I learned, at a fairly young age, that life can change as quickly as it takes a heart to beat.
It was the day before Thanksgiving, 1973, when my father suffered a heart attack. He was 56 and I was 8. As the sole breadwinner, I am sure all the worries he had about caring for his wife and seven kids (four of whom were minors) were pinging in his head, keeping time with his rapid pulse rate.
Thankfully, after several weeks in the hospital, he was allowed to come home in time for Christmas. It was a gift; but frankly, the anxiety over his health issues would haunt me throughout his lifetime. Fortunately, he lived into his late eighties; but having no way of knowing that he would be blessed with longevity, I began the egg-shell walk that would span decades.
It took me well into my adulthood before my fears eased up a bit. Perhaps experiencing milestones that I worried might never come, like having my father walk me down the aisle, allowed me to exhale.
And now, at the age of 51, I think I have finally figured out a few things about that experience and how it shaped me and how it affects my interactions with clients.
I guess I’m a slow learner.
Discovering the up-side to this down-side has become most apparent in my profession. It has influenced how I relate to others. When clients come to me with their fears – real or imagined; likely or unlikely – their discomfort pulses in my stomach and I want to help them make it stop.
Though it has taken me some time to realize this, I fall into the pattern that my father had silently taught me.
He set about eliminating known threats and stresses that could undo him. He did it without so much as an eye-blink. He was methodical and the message was powerful: Control what you can; prepare in advance for what you can and then do your best not to dwell. Pay attention to new information that can change a situation and adjust accordingly, but don’t fixate.
Financial plans are all about that. It gives me great comfort to take someone’s worries and systematically address what changes need to be made – save more, work longer, spend less, down size, work part time, start a small business … the list goes on. I like giving them options – it puts the control back in their hands.
Even when the news isn’t as ideal as I would like, there is a sense of relief that comes from taking an honest look at a difficult situation and then making a plan. Clients always feel better.
Sometimes, though, there is no “better” to a situation. Over the years, I have helped clients get their affairs in order as the end of life approached. I have ensured that heirs quickly received proceeds from IRA accounts; I have even brought paperwork to wakes and funerals so that out of town family members could sign what they needed to and I could explain things in person. No amount of apologizing could ever make me feel like anything less than the grim reaper.

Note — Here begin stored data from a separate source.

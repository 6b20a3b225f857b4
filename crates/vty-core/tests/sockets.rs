//! Sockets orchestration: all-or-nothing connect, routing and config dumps.

mod common;

use std::os::unix::fs::PermissionsExt;
use std::path::Path;

use common::FakeDaemon;
use tempfile::TempDir;
use vty_core::{Daemon, Sockets, StatusCode, VtyError};

/// One fake daemon per socket, each reporting its own running config.
fn spawn_all(run_dir: &Path) -> Vec<FakeDaemon> {
    Daemon::ALL
        .iter()
        .map(|d| {
            let running = format!("! {} config\nhostname {}\n", d, d);
            FakeDaemon::with_running_config(&run_dir.join(d.socket_name()), &running)
        })
        .collect()
}

#[tokio::test]
async fn test_connect_and_route_per_daemon() {
    let dir = TempDir::new().unwrap();
    let daemons: Vec<FakeDaemon> = Daemon::ALL
        .iter()
        .map(|d| {
            let name = d.name();
            FakeDaemon::spawn(&dir.path().join(d.socket_name()), 4096, move |_| {
                (name.as_bytes().to_vec(), StatusCode::Success)
            })
        })
        .collect();

    let mut sockets = Sockets::new(dir.path().join("frr.conf"), dir.path());
    sockets.connect(None).await.unwrap();
    assert!(sockets.connections().all(|(_, c)| c.is_connected()));

    assert_eq!(sockets.execute_bgp("show bgp summary", None).await.unwrap(), b"bgp");
    assert_eq!(sockets.execute_bfd("show bfd peers", None).await.unwrap(), b"bfd");
    assert_eq!(sockets.execute_mgmt("show mgmt datastore", None).await.unwrap(), b"mgmt");
    assert_eq!(sockets.execute_zebra("show ip route", None).await.unwrap(), b"zebra");

    assert_eq!(daemons[0].commands(), vec!["show bgp summary"]);
    assert_eq!(daemons[1].commands(), vec!["show bfd peers"]);
    assert_eq!(daemons[2].commands(), vec!["show mgmt datastore"]);
    assert_eq!(daemons[3].commands(), vec!["show ip route"]);

    sockets.close().await.unwrap();
    assert!(sockets.connections().all(|(_, c)| !c.is_connected()));
}

#[tokio::test]
async fn test_failed_connect_closes_everything() {
    let dir = TempDir::new().unwrap();
    // Only bgp and mgmt are running.
    let _bgp = FakeDaemon::with_running_config(&dir.path().join("bgpd.vty"), "");
    let _mgmt = FakeDaemon::with_running_config(&dir.path().join("mgmtd.vty"), "");

    let mut sockets = Sockets::new(dir.path().join("frr.conf"), dir.path());
    let err = sockets.connect(None).await.unwrap_err();

    assert!(sockets.connections().all(|(_, c)| !c.is_connected()));

    let VtyError::Joined(joined) = err else {
        panic!("expected joined errors");
    };
    let failed: Vec<String> = joined
        .errors()
        .iter()
        .map(|e| match e {
            VtyError::Dial { path, .. } => path.file_name().unwrap().to_string_lossy().into_owned(),
            other => panic!("unexpected error: {}", other),
        })
        .collect();
    assert_eq!(failed, vec!["bfdd.vty", "zebra.vty"]);
}

#[tokio::test]
async fn test_apply_and_show_helpers() {
    let dir = TempDir::new().unwrap();
    let daemons = spawn_all(dir.path());

    let mut sockets = Sockets::new(dir.path().join("frr.conf"), dir.path());
    sockets.connect(None).await.unwrap();

    sockets.apply_mgmt_config(b"ip prefix-list PL seq 5 permit any\n", None).await.unwrap();
    assert_eq!(
        daemons[2].commands(),
        vec!["enable", "configure", "ip prefix-list PL seq 5 permit any", "exit", "disable"]
    );

    sockets.apply_bgp_config(b"\n\n", None).await.unwrap();
    assert_eq!(daemons[0].commands(), vec!["enable", "configure", "exit", "disable"]);

    let bgp = sockets.show_running_config_bgp(None).await.unwrap();
    assert_eq!(bgp, b"! bgp config\nhostname bgp\n");
    let mgmt = sockets.show_running_config_mgmt(None).await.unwrap();
    assert_eq!(mgmt, b"! mgmt config\nhostname mgmt\n");
}

#[tokio::test]
async fn test_dump_running_config_merges_in_order() {
    let dir = TempDir::new().unwrap();
    let _daemons = spawn_all(dir.path());
    let dst = dir.path().join("frr.conf");

    let mut sockets = Sockets::new(&dst, dir.path());
    sockets.connect(None).await.unwrap();
    sockets.dump_running_config(&dst, 0o640, None).await.unwrap();

    let mut expected = String::new();
    for d in Daemon::ALL {
        let path = dir.path().join(d.socket_name());
        expected.push_str(&format!("! {}\n! {} config\nhostname {}\n", path.display(), d, d));
    }
    assert_eq!(std::fs::read_to_string(&dst).unwrap(), expected);

    let mode = std::fs::metadata(&dst).unwrap().permissions().mode() & 0o777;
    assert_eq!(mode, 0o640);
    assert!(!dir.path().join("frr.conf.tmp").exists());
}

#[tokio::test]
async fn test_dump_failure_leaves_destination_untouched() {
    let dir = TempDir::new().unwrap();
    let _bgp = FakeDaemon::with_running_config(&dir.path().join("bgpd.vty"), "router bgp 65000\n");
    let _bfd = FakeDaemon::with_running_config(&dir.path().join("bfdd.vty"), "bfd\n");
    let _mgmt = FakeDaemon::spawn(&dir.path().join("mgmtd.vty"), 4096, |cmd| match cmd {
        "do write terminal" => (b"% mgmtd is not ready".to_vec(), StatusCode::ErrNoDaemon),
        _ => (Vec::new(), StatusCode::Success),
    });
    let zebra = FakeDaemon::with_running_config(&dir.path().join("zebra.vty"), "interface lo\n");

    let dst = dir.path().join("frr.conf");
    std::fs::write(&dst, "previous config\n").unwrap();

    let mut sockets = Sockets::new(&dst, dir.path());
    sockets.connect(None).await.unwrap();

    let err = sockets.dump_running_config(&dst, 0o640, None).await.unwrap_err();
    assert_eq!(err.status(), Some(StatusCode::ErrNoDaemon));
    assert_eq!(err.output(), Some(&b"% mgmtd is not ready"[..]));

    assert_eq!(std::fs::read_to_string(&dst).unwrap(), "previous config\n");
    assert!(!dir.path().join("frr.conf.tmp").exists());
    // Zebra is never queried once mgmt fails.
    assert!(zebra.commands().is_empty());
}

#[tokio::test]
async fn test_save_running_config_uses_configured_path() {
    let dir = TempDir::new().unwrap();
    let _daemons = spawn_all(dir.path());

    let config = vty_core::VtyConfig {
        run_dir: dir.path().to_path_buf(),
        config_path: dir.path().join("saved.conf"),
        config_mode: 0o600,
        ..Default::default()
    };
    let mut sockets = Sockets::from_config(&config);
    sockets.connect(None).await.unwrap();
    sockets.save_running_config(None).await.unwrap();

    let saved = std::fs::read_to_string(dir.path().join("saved.conf")).unwrap();
    assert!(saved.starts_with(&format!("! {}\n", dir.path().join("bgpd.vty").display())));
    assert!(saved.ends_with("hostname zebra\n"));
    let mode = std::fs::metadata(dir.path().join("saved.conf")).unwrap().permissions().mode() & 0o777;
    assert_eq!(mode, 0o600);
}
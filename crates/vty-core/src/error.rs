//! Error types for VTY operations.

use crate::status::StatusCode;
use std::fmt;
use std::io;
use std::path::PathBuf;
use thiserror::Error;

#[derive(Debug, Error)]
pub enum VtyError {
    #[error("connection is not established for socket {}", .path.display())]
    NotConnected { path: PathBuf },

    #[error("dial socket {}: {source}", .path.display())]
    Dial {
        path: PathBuf,
        #[source]
        source: io::Error,
    },

    #[error("write {command:?} to socket {}: {source}", .path.display())]
    Write {
        command: String,
        path: PathBuf,
        #[source]
        source: io::Error,
    },

    #[error("read response to {command:?} from socket {}: {source}", .path.display())]
    Read {
        command: String,
        path: PathBuf,
        /// Plaintext received before the failure.
        output: Vec<u8>,
        #[source]
        source: io::Error,
    },

    #[error("not acceptable status code, command {command:?} on socket {}: {status}", .path.display())]
    Rejected {
        command: String,
        path: PathBuf,
        status: StatusCode,
        output: Vec<u8>,
    },

    #[error("socket connection close {}: {source}", .path.display())]
    Close {
        path: PathBuf,
        #[source]
        source: io::Error,
    },

    /// A multi-command sequence stopped at `step`.
    #[error("{step}: {source}")]
    Sequence {
        step: String,
        #[source]
        source: Box<VtyError>,
    },

    #[error(transparent)]
    File(#[from] AtomicWriteError),

    #[error(transparent)]
    Joined(#[from] JoinedErrors),
}

pub type Result<T> = std::result::Result<T, VtyError>;

impl VtyError {
    pub(crate) fn sequence(step: impl Into<String>, source: VtyError) -> Self {
        Self::Sequence {
            step: step.into(),
            source: Box::new(source),
        }
    }

    /// Daemon output attached to the error, if any.
    ///
    /// Set for rejected commands and for reads that failed part-way.
    pub fn output(&self) -> Option<&[u8]> {
        match self {
            Self::Read { output, .. } | Self::Rejected { output, .. } => Some(output.as_slice()),
            Self::Sequence { source, .. } => source.output(),
            _ => None,
        }
    }

    /// Status code of a rejected command, looking through sequences.
    pub fn status(&self) -> Option<StatusCode> {
        match self {
            Self::Rejected { status, .. } => Some(*status),
            Self::Sequence { source, .. } => source.status(),
            _ => None,
        }
    }

    /// Whether the call ran into its deadline.
    pub fn is_timeout(&self) -> bool {
        match self {
            Self::Dial { source, .. } | Self::Write { source, .. } | Self::Read { source, .. } => {
                source.kind() == io::ErrorKind::TimedOut
            }
            Self::Sequence { source, .. } => source.is_timeout(),
            Self::Joined(joined) => joined.errors().iter().any(VtyError::is_timeout),
            _ => false,
        }
    }
}

/// Failure of an atomic temp-write-then-rename.
#[derive(Debug, Error)]
pub enum AtomicWriteError {
    #[error("writing temporary file {}: {source}", .path.display())]
    WriteTemp {
        path: PathBuf,
        #[source]
        source: io::Error,
    },

    #[error("renaming temporary file {} to destination file {}: {source}", .from.display(), .to.display())]
    Rename {
        from: PathBuf,
        to: PathBuf,
        #[source]
        source: io::Error,
    },
}

/// Several independent failures reported together.
#[derive(Debug, Default)]
pub struct JoinedErrors {
    errors: Vec<VtyError>,
}

impl JoinedErrors {
    pub fn new() -> Self {
        Self::default()
    }

    /// Record the error from `result`, if any.
    pub fn push_result(&mut self, result: Result<()>) {
        if let Err(e) = result {
            self.push(e);
        }
    }

    /// Record an error; nested joins are flattened.
    pub fn push(&mut self, err: VtyError) {
        match err {
            VtyError::Joined(inner) => self.errors.extend(inner.errors),
            other => self.errors.push(other),
        }
    }

    pub fn errors(&self) -> &[VtyError] {
        &self.errors
    }

    pub fn len(&self) -> usize {
        self.errors.len()
    }

    pub fn is_empty(&self) -> bool {
        self.errors.is_empty()
    }

    /// `Ok(())` if nothing was recorded.
    pub fn into_result(self) -> Result<()> {
        if self.errors.is_empty() {
            Ok(())
        } else {
            Err(VtyError::Joined(self))
        }
    }
}

impl fmt::Display for JoinedErrors {
    fn fmt(&self, f: &mut fmt::Formatter<'_>) -> fmt::Result {
        for (i, err) in self.errors.iter().enumerate() {
            if i > 0 {
                f.write_str("\n")?;
            }
            write!(f, "{}", err)?;
        }
        Ok(())
    }
}

impl std::error::Error for JoinedErrors {}

impl IntoIterator for JoinedErrors {
    type Item = VtyError;
    type IntoIter = std::vec::IntoIter<VtyError>;

    fn into_iter(self) -> Self::IntoIter {
        self.errors.into_iter()
    }
}
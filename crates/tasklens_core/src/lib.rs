//! Task search and productivity analytics core.
//! Every operation reads a snapshot supplied by the host; only search history
//! is persisted by this crate.

pub mod analytics;
pub mod config;
pub mod db;
pub mod logging;
pub mod model;
pub mod repo;
pub mod search;
pub mod service;

pub use analytics::forecast::{predict_completion, CompletionForecast};
pub use analytics::optimize::{suggest_optimizations, Habits, Optimization, WorkloadSummary};
pub use analytics::patterns::{identify_patterns, Pattern, PatternKind};
pub use analytics::productivity::{calculate_productivity_score, productivity_breakdown};
pub use analytics::workload::{analyze_workload_balance, WeekWindow, WorkloadAnalysis};
pub use config::EngineConfig;
pub use logging::{default_log_level, init_logging, logging_status, LoggingError};
pub use model::catalog::{Label, Project};
pub use model::task::{Priority, Task, TaskId};
pub use repo::kv_repo::{
    KeyValueRepository, MemoryKeyValueRepository, RepoError, RepoResult,
    SqliteKeyValueRepository,
};
pub use repo::snapshot::{Snapshot, SnapshotSource};
pub use search::engine::{highlight_matches, search, SearchEngine, SearchResults};
pub use search::filter::{advanced_search, StatusFilter, TaskFilters};
pub use search::history::{HistoryEntry, SearchHistory};
pub use search::suggest::suggest;
pub use service::insight_service::{InsightReport, InsightService};
pub use service::rate_limiter::{RateDecision, RateLimiter};

/// Minimal health-check API for host wiring.
pub fn ping() -> &'static str {
    "pong"
}

/// Returns the core crate version.
pub fn core_version() -> &'static str {
    env!("CARGO_PKG_VERSION")
}
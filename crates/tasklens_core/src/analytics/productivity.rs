//! Trailing-window productivity score.

use crate::analytics::ratio_or;
use crate::model::task::Task;
use chrono::{DateTime, Duration, Utc};
use serde::Serialize;

const COMPLETION_WEIGHT: f64 = 0.4;
const ON_TIME_WEIGHT: f64 = 0.3;
const PRIORITY_WEIGHT: f64 = 0.3;

/// Score plus the component rates it was built from.
#[derive(Debug, Clone, Copy, PartialEq, Serialize)]
pub struct ProductivityBreakdown {
    /// `0..=100`.
    pub score: u8,
    pub completion_rate: f64,
    /// `1.0` when nothing relevant was completed.
    pub on_time_rate: f64,
    pub priority_score: f64,
    pub relevant_tasks: usize,
    pub completed_tasks: usize,
}

/// Computes the productivity breakdown for tasks created in the last
/// `timeframe_days` days before `now`.
///
/// A completed task counts as on time when it has no due date, or when its
/// completion reference (`completed_at`, falling back to `created_at`) is not
/// after the due date. A window reaching past the earliest representable
/// instant covers every task.
pub fn productivity_breakdown(
    tasks: &[Task],
    timeframe_days: u32,
    now: DateTime<Utc>,
) -> ProductivityBreakdown {
    let window_start = Duration::try_days(i64::from(timeframe_days))
        .and_then(|span| now.checked_sub_signed(span))
        .unwrap_or(DateTime::<Utc>::MIN_UTC);
    let relevant: Vec<&Task> = tasks
        .iter()
        .filter(|task| task.created_at >= window_start)
        .collect();

    if relevant.is_empty() {
        return ProductivityBreakdown {
            score: 0,
            completion_rate: 0.0,
            on_time_rate: 1.0,
            priority_score: 0.0,
            relevant_tasks: 0,
            completed_tasks: 0,
        };
    }

    let completed: Vec<&Task> = relevant
        .iter()
        .copied()
        .filter(|task| task.completed)
        .collect();

    let completion_rate = completed.len() as f64 / relevant.len() as f64;

    let on_time = completed
        .iter()
        .filter(|task| match task.due_date {
            None => true,
            Some(due) => task.completed_at.unwrap_or(task.created_at) <= due,
        })
        .count();
    let on_time_rate = ratio_or(on_time as f64, completed.len() as f64, 1.0);

    let weighted_completed: u32 = completed.iter().map(|task| task.priority.weight()).sum();
    let weighted_total: u32 = relevant.iter().map(|task| task.priority.weight()).sum();
    let priority_score = ratio_or(
        f64::from(weighted_completed),
        f64::from(weighted_total),
        0.0,
    );

    let blended = completion_rate * COMPLETION_WEIGHT
        + on_time_rate * ON_TIME_WEIGHT
        + priority_score * PRIORITY_WEIGHT;
    // `f64::round` rounds half away from zero.
    let score = (blended * 100.0).round().clamp(0.0, 100.0) as u8;

    ProductivityBreakdown {
        score,
        completion_rate,
        on_time_rate,
        priority_score,
        relevant_tasks: relevant.len(),
        completed_tasks: completed.len(),
    }
}

/// Returns the `0..=100` productivity score. Empty input scores `0`.
pub fn calculate_productivity_score(tasks: &[Task], timeframe_days: u32, now: DateTime<Utc>) -> u8 {
    productivity_breakdown(tasks, timeframe_days, now).score
}

#[cfg(test)]
mod tests {
    use super::{calculate_productivity_score, productivity_breakdown};
    use crate::model::task::Task;
    use chrono::{Duration, TimeZone, Utc};

    #[test]
    fn empty_input_scores_zero() {
        let now = Utc.with_ymd_and_hms(2026, 7, 1, 0, 0, 0).unwrap();
        assert_eq!(calculate_productivity_score(&[], 30, now), 0);
    }

    #[test]
    fn tasks_outside_window_are_ignored() {
        let now = Utc.with_ymd_and_hms(2026, 7, 1, 0, 0, 0).unwrap();
        let mut old = Task::new("old", now - Duration::days(40));
        old.complete(now - Duration::days(39));
        assert_eq!(calculate_productivity_score(&[old], 30, now), 0);
    }

    #[test]
    fn no_completions_keep_on_time_neutral() {
        let now = Utc.with_ymd_and_hms(2026, 7, 1, 0, 0, 0).unwrap();
        let tasks = vec![Task::new("a", now - Duration::days(1))];
        let breakdown = productivity_breakdown(&tasks, 30, now);
        assert_eq!(breakdown.on_time_rate, 1.0);
        assert_eq!(breakdown.completion_rate, 0.0);
        assert_eq!(breakdown.score, 30);
    }

    #[test]
    fn late_completion_lowers_on_time_rate() {
        let now = Utc.with_ymd_and_hms(2026, 7, 1, 0, 0, 0).unwrap();
        let created = now - Duration::days(10);
        let mut late = Task::new("late", created);
        late.due_date = Some(created + Duration::days(1));
        late.complete(created + Duration::days(2));
        let mut fine = Task::new("fine", created);
        fine.complete(created + Duration::days(2));

        let breakdown = productivity_breakdown(&[late, fine], 30, now);
        assert_eq!(breakdown.on_time_rate, 0.5);
        // 0.4 * 1.0 + 0.3 * 0.5 + 0.3 * 1.0 = 0.85
        assert_eq!(breakdown.score, 85);
    }

    #[test]
    fn oversized_timeframe_covers_every_task() {
        let now = Utc.with_ymd_and_hms(2026, 7, 1, 0, 0, 0).unwrap();
        let mut done = Task::new("done", now - Duration::days(400));
        done.complete(now - Duration::days(399));
        let open = Task::new("open", now - Duration::days(1));

        let breakdown = productivity_breakdown(&[done, open], u32::MAX, now);
        assert_eq!(breakdown.relevant_tasks, 2);
        assert_eq!(breakdown.completed_tasks, 1);
        assert_eq!(calculate_productivity_score(&[], u32::MAX, now), 0);
    }
}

Eleven years after my father’s death, my mother passed away. The job I had performed for many clients now fell in my lap. There was no “me” to make it all go away. I moved slowly, though I knew what I was doing. It was as if dividing my mother’s assets was the final burial that I simply wasn’t ready for.
Thankfully, my siblings showed great understanding and realized that I was struggling with this morbid task. They were more patient with me than I was with myself.
No matter how many times I have walked into a situation like this for a client, I am affected. I can feel their sadness and uncertainty; and I think they know it. Never once have I been met with anything but relief; they don’t want to have to worry about one more thing.
After years of doing this for others, I finally see the gift I am able to give is more valuable than any inheritance: it is peace of mind that they are free to focus where they need to — on the more pressing matters of the heart.